- [What is being asked]
Once you find the line containing "#[derive(Debug, Error)]" in the data below, copy it and each following line exactly, up to and including the line containing "be read back.", and nothing else.

[Collected data entries]
________________________________________

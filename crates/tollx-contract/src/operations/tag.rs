use tollx_ledger::{Ledger, Scope, Selector};
use tollx_rules::{Lifecycle, Validate};
use tollx_types::{keys, Tag};

use crate::contract::{parse_status, Contract};
use crate::error::ContractResult;

impl<L: Ledger> Contract<L> {
    pub fn create_tag(&self, tag: Tag) -> ContractResult<Tag> {
        tag.validate()?;
        self.insert(tag, |tag| {
            self.require_agency(&tag.tag_agency_id)?;
            if tag.home_agency_id != tag.tag_agency_id {
                self.require_agency(&tag.home_agency_id)?;
            }
            Ok(())
        })
    }

    pub fn get_tag(&self, tag_agency_id: &str, tag_serial_number: &str) -> ContractResult<Tag> {
        self.fetch(
            &Scope::Shared,
            &keys::tag_key(tag_agency_id, tag_serial_number),
        )
    }

    pub fn update_tag_status(
        &self,
        tag_agency_id: &str,
        tag_serial_number: &str,
        status: &str,
    ) -> ContractResult<Tag> {
        self.transition(
            &Scope::Shared,
            &keys::tag_key(tag_agency_id, tag_serial_number),
            status,
        )
    }

    pub fn query_tags_by_agency(&self, tag_agency_id: &str) -> ContractResult<Vec<Tag>> {
        self.query(
            Scope::Shared,
            Selector::new().with("tagAgencyID", tag_agency_id),
        )
    }

    pub fn query_tags_by_status(&self, tag_agency_id: &str, status: &str) -> ContractResult<Vec<Tag>> {
        let status = parse_status::<Tag>(status)?;
        self.query(
            Scope::Shared,
            Selector::new()
                .with("tagAgencyID", tag_agency_id)
                .with(Tag::STATUS_FIELD, status.as_str()),
        )
    }
}
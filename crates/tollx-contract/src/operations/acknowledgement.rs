use tollx_ledger::{Ledger, Scope, Selector};
use tollx_rules::Validate;
use tollx_types::{keys, Acknowledgement};

use crate::contract::Contract;
use crate::error::ContractResult;

impl<L: Ledger> Contract<L> {
    pub fn create_acknowledgement(
        &self,
        acknowledgement: Acknowledgement,
    ) -> ContractResult<Acknowledgement> {
        acknowledgement.validate()?;
        self.insert(acknowledgement, |_| Ok(()))
    }

    pub fn get_acknowledgement(&self, acknowledgement_id: &str) -> ContractResult<Acknowledgement> {
        self.fetch(
            &Scope::Shared,
            &keys::acknowledgement_key(acknowledgement_id),
        )
    }

    pub fn query_acknowledgements_by_sender(
        &self,
        from_agency_id: &str,
    ) -> ContractResult<Vec<Acknowledgement>> {
        self.query(
            Scope::Shared,
            Selector::new().with("fromAgencyID", from_agency_id),
        )
    }
}
use tracing::info;

use tollx_ledger::{Ledger, Scope, Selector};
use tollx_rules::Validate;
use tollx_types::{keys, Charge, DispositionCode, Reconciliation, Record};

use super::charge::same_parties;
use crate::config::ReconciliationPolicy;
use crate::contract::{decode, locate, Contract};
use crate::error::{ContractError, ContractResult};

impl<L: Ledger> Contract<L> {
    /// Record the home agency's posting result for a charge.
    ///
    /// Under [`ReconciliationPolicy::Strict`] a charge has at most one
    /// reconciliation. Under [`ReconciliationPolicy::Supersede`] a later one
    /// replaces the stored one when its `resubmitCount` is higher.
    pub fn create_reconciliation(
        &self,
        reconciliation: Reconciliation,
    ) -> ContractResult<Reconciliation> {
        reconciliation.validate()?;
        match self.config().reconciliation_policy {
            ReconciliationPolicy::Strict => {
                self.insert(reconciliation, |r| self.require_reconcilable(r))
            }
            ReconciliationPolicy::Supersede => self.supersede(reconciliation),
        }
    }

    fn supersede(&self, mut reconciliation: Reconciliation) -> ContractResult<Reconciliation> {
        let (scope, key) = locate(&reconciliation);
        let Some(bytes) = self.ledger().read(&scope, &key)? else {
            return self.insert(reconciliation, |r| self.require_reconcilable(r));
        };
        let stored: Reconciliation = decode(&key, &bytes)?;
        if reconciliation.resubmit_count <= stored.resubmit_count {
            return Err(ContractError::Duplicate { key });
        }
        self.require_reconcilable(&reconciliation)?;

        let now = self.ledger().tx_timestamp()?;
        reconciliation.stamp_created(now);
        reconciliation.created_at = stored.created_at.or(Some(now));
        self.store(&scope, &key, &reconciliation)?;
        info!(
            %key,
            previous = stored.resubmit_count,
            resubmit = reconciliation.resubmit_count,
            "reconciliation superseded"
        );
        Ok(reconciliation)
    }

    fn require_reconcilable(&self, reconciliation: &Reconciliation) -> ContractResult<()> {
        let (scope, _) = locate(reconciliation);
        let charge: Charge = self.fetch(&scope, &reconciliation.charge_key())?;
        same_parties(
            &reconciliation.away_agency_id,
            &reconciliation.home_agency_id,
            &charge,
        )
    }

    pub fn get_reconciliation(
        &self,
        away_agency_id: &str,
        home_agency_id: &str,
        charge_id: &str,
    ) -> ContractResult<Reconciliation> {
        self.fetch(
            &Scope::Partition(keys::charge_partition(away_agency_id, home_agency_id)),
            &keys::reconciliation_key(charge_id),
        )
    }

    pub fn query_reconciliations_by_disposition(
        &self,
        away_agency_id: &str,
        home_agency_id: &str,
        disposition: &str,
    ) -> ContractResult<Vec<Reconciliation>> {
        let code: DispositionCode =
            disposition
                .parse()
                .map_err(|_| ContractError::InvalidEnum {
                    field: "postingDisposition".into(),
                    value: disposition.to_string(),
                })?;
        self.query(
            Scope::Partition(keys::charge_partition(away_agency_id, home_agency_id)),
            Selector::new().with("postingDisposition", code.as_str()),
        )
    }
}

#[cfg(test)]
mod tests {
    use super::*;
    use crate::config::ContractConfig;
    use crate::operations::fixtures;
    use tollx_ledger::InMemoryLedger;
    use chrono::Duration;
    use tollx_types::{samples, Decimal};

    fn with_charge(policy: ReconciliationPolicy) -> Contract<InMemoryLedger> {
        let contract = fixtures::contract_with(ContractConfig {
            reconciliation_policy: policy,
            ..Default::default()
        });
        contract
            .create_charge(samples::charge("CHG-1", "A2", "A1"))
            .unwrap();
        contract
    }

    #[test]
    fn posted_needs_posted_date() {
        let contract = with_charge(ReconciliationPolicy::Strict);
        let mut recon = samples::reconciliation("CHG-1", "A2", "A1");
        recon.posting_disposition = "P".into();
        let err = contract.create_reconciliation(recon).unwrap_err();
        assert!(matches!(err, ContractError::Validation { ref field, .. } if field == "postedDateTime"));
        assert!(contract.get_reconciliation("A2", "A1", "CHG-1").is_err());

        let recon = samples::reconciliation("CHG-1", "A2", "A1");
        assert!(contract.create_reconciliation(recon).is_ok());
    }

    #[test]
    fn charge_must_exist() {
        let contract = with_charge(ReconciliationPolicy::Strict);
        let err = contract
            .create_reconciliation(samples::reconciliation("CHG-2", "A2", "A1"))
            .unwrap_err();
        assert!(matches!(err, ContractError::NotFound { ref key } if key == "CHARGE_CHG-2"));
    }

    #[test]
    fn strict_rejects_second() {
        let contract = with_charge(ReconciliationPolicy::Strict);
        contract
            .create_reconciliation(samples::reconciliation("CHG-1", "A2", "A1"))
            .unwrap();
        let mut again = samples::reconciliation("CHG-1", "A2", "A1");
        again.resubmit_count = 1;
        let err = contract.create_reconciliation(again).unwrap_err();
        assert!(matches!(err, ContractError::Duplicate { ref key } if key == "RECON_CHG-1"));
        let stored = contract.get_reconciliation("A2", "A1", "CHG-1").unwrap();
        assert_eq!(stored.resubmit_count, 0);
    }

    #[test]
    fn supersede_requires_higher_resubmit_count() {
        let contract = with_charge(ReconciliationPolicy::Supersede);
        let first = contract
            .create_reconciliation(samples::reconciliation("CHG-1", "A2", "A1"))
            .unwrap();

        let same = samples::reconciliation("CHG-1", "A2", "A1");
        assert!(matches!(
            contract.create_reconciliation(same),
            Err(ContractError::Duplicate { .. })
        ));

        let later = fixtures::now() + Duration::hours(2);
        contract.ledger().set_timestamp(Some(later));
        let mut posted = samples::reconciliation("CHG-1", "A2", "A1");
        posted.posting_disposition = "P".into();
        posted.posted_amount = Some(Decimal::new(475, 2));
        posted.posted_date_time = Some(later);
        posted.resubmit_count = 1;
        let replaced = contract.create_reconciliation(posted).unwrap();
        assert_eq!(replaced.created_at, first.created_at);
        assert_eq!(replaced.updated_at, Some(later));

        let stored = contract.get_reconciliation("A1", "A2", "CHG-1").unwrap();
        assert_eq!(stored.posting_disposition, "P");
        assert_eq!(stored.resubmit_count, 1);
    }

    #[test]
    fn query_by_disposition() {
        let contract = with_charge(ReconciliationPolicy::Strict);
        contract
            .create_charge(samples::charge("CHG-2", "A2", "A1"))
            .unwrap();
        contract
            .create_reconciliation(samples::reconciliation("CHG-1", "A2", "A1"))
            .unwrap();
        let mut invalid = samples::reconciliation("CHG-2", "A2", "A1");
        invalid.posting_disposition = "I".into();
        contract.create_reconciliation(invalid).unwrap();

        let dups = contract
            .query_reconciliations_by_disposition("A2", "A1", "D")
            .unwrap();
        assert_eq!(dups.len(), 1);
        assert_eq!(dups[0].charge_id, "CHG-1");
        assert!(matches!(
            contract.query_reconciliations_by_disposition("A2", "A1", "d"),
            Err(ContractError::InvalidEnum { .. })
        ));
    }
}
use chrono::{DateTime, Utc};
use rust_decimal::Decimal;
use serde::{Deserialize, Serialize};

use crate::entity::{entity_conversions, DocType, Record};
use crate::keys;
use crate::status::ChargeStatus;
use crate::tag::PlateDetail;

/// A toll transaction incurred at an away agency facility and billed to the
/// home agency that issued the credential.
#[derive(Clone, Debug, PartialEq, Eq, Serialize, Deserialize)]
#[serde(rename_all = "camelCase")]
pub struct Charge {
    #[serde(rename = "chargeID", default)]
    pub charge_id: String,
    /// Protocol record-type code, e.g. `TB01`.
    #[serde(default)]
    pub record_type: String,
    #[serde(rename = "awayAgencyID", default)]
    pub away_agency_id: String,
    #[serde(rename = "homeAgencyID", default)]
    pub home_agency_id: String,
    #[serde(default, skip_serializing_if = "String::is_empty")]
    pub tag_serial_number: String,
    #[serde(rename = "tagAgencyID", default, skip_serializing_if = "String::is_empty")]
    pub tag_agency_id: String,
    #[serde(default, skip_serializing_if = "Option::is_none")]
    pub plate_info: Option<PlateDetail>,
    #[serde(rename = "facilityID", default)]
    pub facility_id: String,
    #[serde(default, skip_serializing_if = "String::is_empty")]
    pub entry_plaza: String,
    #[serde(
        default,
        deserialize_with = "crate::blank::optional",
        skip_serializing_if = "Option::is_none"
    )]
    pub entry_date_time: Option<DateTime<Utc>>,
    #[serde(default)]
    pub exit_plaza: String,
    #[serde(default, skip_serializing_if = "String::is_empty")]
    pub exit_lane: String,
    #[serde(default, deserialize_with = "crate::blank::optional")]
    pub exit_date_time: Option<DateTime<Utc>>,
    #[serde(default)]
    pub vehicle_class: u8,
    #[serde(default, deserialize_with = "crate::blank::optional")]
    pub amount: Option<Decimal>,
    #[serde(default)]
    pub fee: Decimal,
    #[serde(rename = "discountPlanID", default, skip_serializing_if = "String::is_empty")]
    pub discount_plan_id: String,
    #[serde(default, deserialize_with = "crate::blank::optional")]
    pub status: Option<ChargeStatus>,
    #[serde(default, skip_serializing_if = "Option::is_none")]
    pub created_at: Option<DateTime<Utc>>,
    #[serde(default, skip_serializing_if = "Option::is_none")]
    pub updated_at: Option<DateTime<Utc>>,
}

impl Charge {
    /// Amount owed to the away agency after its interoperability fee.
    /// `None` without an amount or when the difference overflows.
    pub fn net_amount(&self) -> Option<Decimal> {
        self.amount?.checked_sub(self.fee)
    }
}

impl Record for Charge {
    const DOC_TYPE: DocType = DocType::Charge;

    fn key(&self) -> String {
        keys::charge_key(&self.charge_id)
    }

    fn partition_name(&self) -> Option<String> {
        Some(keys::charge_partition(
            &self.away_agency_id,
            &self.home_agency_id,
        ))
    }

    fn stamp_created(&mut self, at: DateTime<Utc>) {
        self.created_at = Some(at);
        self.updated_at = Some(at);
    }

    fn stamp_updated(&mut self, at: DateTime<Utc>) {
        self.updated_at = Some(at);
    }

    entity_conversions!(Charge);
}
//! Errors returned by contract operations.
//!
//! Every failed operation yields exactly one of these, and none of them is
//! produced after a write has happened.

use thiserror::Error;
use tollx_ledger::LedgerError;
use tollx_rules::{RuleError, TransitionError};
use tollx_types::TypeError;

#[derive(Debug, Error)]
pub enum ContractError {
    /// The payload or an argument could not be decoded.
    #[error("parse error: {0}")]
    Parse(String),

    #[error("validation failed on {field}: {reason}")]
    Validation { field: String, reason: String },

    #[error("{key} already exists")]
    Duplicate { key: String },

    #[error("{key} does not exist")]
    NotFound { key: String },

    #[error("cannot transition {entity} from {from} to {to}")]
    InvalidTransition {
        entity: String,
        from: String,
        to: String,
    },

    #[error("unknown current {entity} status '{status}'")]
    UnknownStatus { entity: String, status: String },

    #[error("invalid {field}: unrecognized code '{value}'")]
    InvalidEnum { field: String, value: String },

    #[error("unknown function '{0}'")]
    UnknownFunction(String),

    /// Wrong number of invocation arguments.
    #[error("{function} expects {expected} argument(s), got {got}")]
    Arguments {
        function: String,
        expected: usize,
        got: usize,
    },

    /// A stored record could not be read back.
    #[error("stored record {key} is unreadable: {reason}")]
    Corrupt { key: String, reason: String },

    #[error("configuration error: {0}")]
    Config(String),

    #[error("ledger error: {0}")]
    Ledger(#[from] LedgerError),
}

impl ContractError {
    pub fn validation(field: impl Into<String>, reason: impl Into<String>) -> Self {
        Self::Validation {
            field: field.into(),
            reason: reason.into(),
        }
    }

    /// Short machine-readable name of the error class.
    pub fn kind(&self) -> &'static str {
        match self {
            Self::Parse(_) => "ParseError",
            Self::Validation { .. } => "ValidationError",
            Self::Duplicate { .. } => "DuplicateError",
            Self::NotFound { .. } => "NotFoundError",
            Self::InvalidTransition { .. } | Self::UnknownStatus { .. } => {
                "InvalidTransitionError"
            }
            Self::InvalidEnum { .. } => "InvalidEnumError",
            Self::UnknownFunction(_) => "UnknownFunctionError",
            Self::Arguments { .. } => "ArgumentError",
            Self::Corrupt { .. } => "CorruptRecordError",
            Self::Config(_) => "ConfigError",
            Self::Ledger(_) => "LedgerError",
        }
    }
}

impl From<RuleError> for ContractError {
    fn from(err: RuleError) -> Self {
        match err {
            RuleError::Validation { field, reason } => Self::Validation { field, reason },
            RuleError::InvalidEnum { field, value } => Self::InvalidEnum { field, value },
        }
    }
}

impl From<TransitionError> for ContractError {
    fn from(err: TransitionError) -> Self {
        match err {
            TransitionError::UnknownStatus { entity, status } => {
                Self::UnknownStatus { entity, status }
            }
            TransitionError::NotAllowed { entity, from, to } => {
                Self::InvalidTransition { entity, from, to }
            }
        }
    }
}

impl From<TypeError> for ContractError {
    fn from(err: TypeError) -> Self {
        match err {
            TypeError::Overflow { field } => Self::validation(field, "exceeds the representable amount"),
            TypeError::UnknownCode { kind, value } => Self::InvalidEnum {
                field: kind.to_string(),
                value,
            },
            TypeError::Serialization(reason) => Self::Parse(reason),
        }
    }
}

pub type ContractResult<T> = Result<T, ContractError>;

#[cfg(test)]
mod tests {
    use super::*;

    #[test]
    fn rule_errors_keep_field() {
        let err: ContractError = RuleError::invalid_enum("postingDisposition", "Q").into();
        assert_eq!(err.kind(), "InvalidEnumError");
        assert_eq!(
            err.to_string(),
            "invalid postingDisposition: unrecognized code 'Q'"
        );
    }

    #[test]
    fn transition_errors_name_both_statuses() {
        let err: ContractError = TransitionError::NotAllowed {
            entity: "charge".into(),
            from: "pending".into(),
            to: "settled".into(),
        }
        .into();
        assert_eq!(err.kind(), "InvalidTransitionError");
        assert_eq!(err.to_string(), "cannot transition charge from pending to settled");
    }
}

________________________________________

- [Solution to this task]
#[derive(Debug, Error)]
pub enum ContractError {
    /// The payload or an argument could not be decoded.
    #[error("parse error: {0}")]
    Parse(String),

    #[error("validation failed on {field}: {reason}")]
    Validation { field: String, reason: String },

    #[error("{key} already exists")]
    Duplicate { key: String },

    #[error("{key} does not exist")]
    NotFound { key: String },

    #[error("cannot transition {entity} from {from} to {to}")]
    InvalidTransition {
        entity: String,
        from: String,
        to: String,
    },

    #[error("unknown current {entity} status '{status}'")]
    UnknownStatus { entity: String, status: String },

    #[error("invalid {field}: unrecognized code '{value}'")]
    InvalidEnum { field: String, value: String },

    #[error("unknown function '{0}'")]
    UnknownFunction(String),

    /// Wrong number of invocation arguments.
    #[error("{function} expects {expected} argument(s), got {got}")]
    Arguments {
        function: String,
        expected: usize,
        got: usize,
    },

    /// A stored record could not be read back.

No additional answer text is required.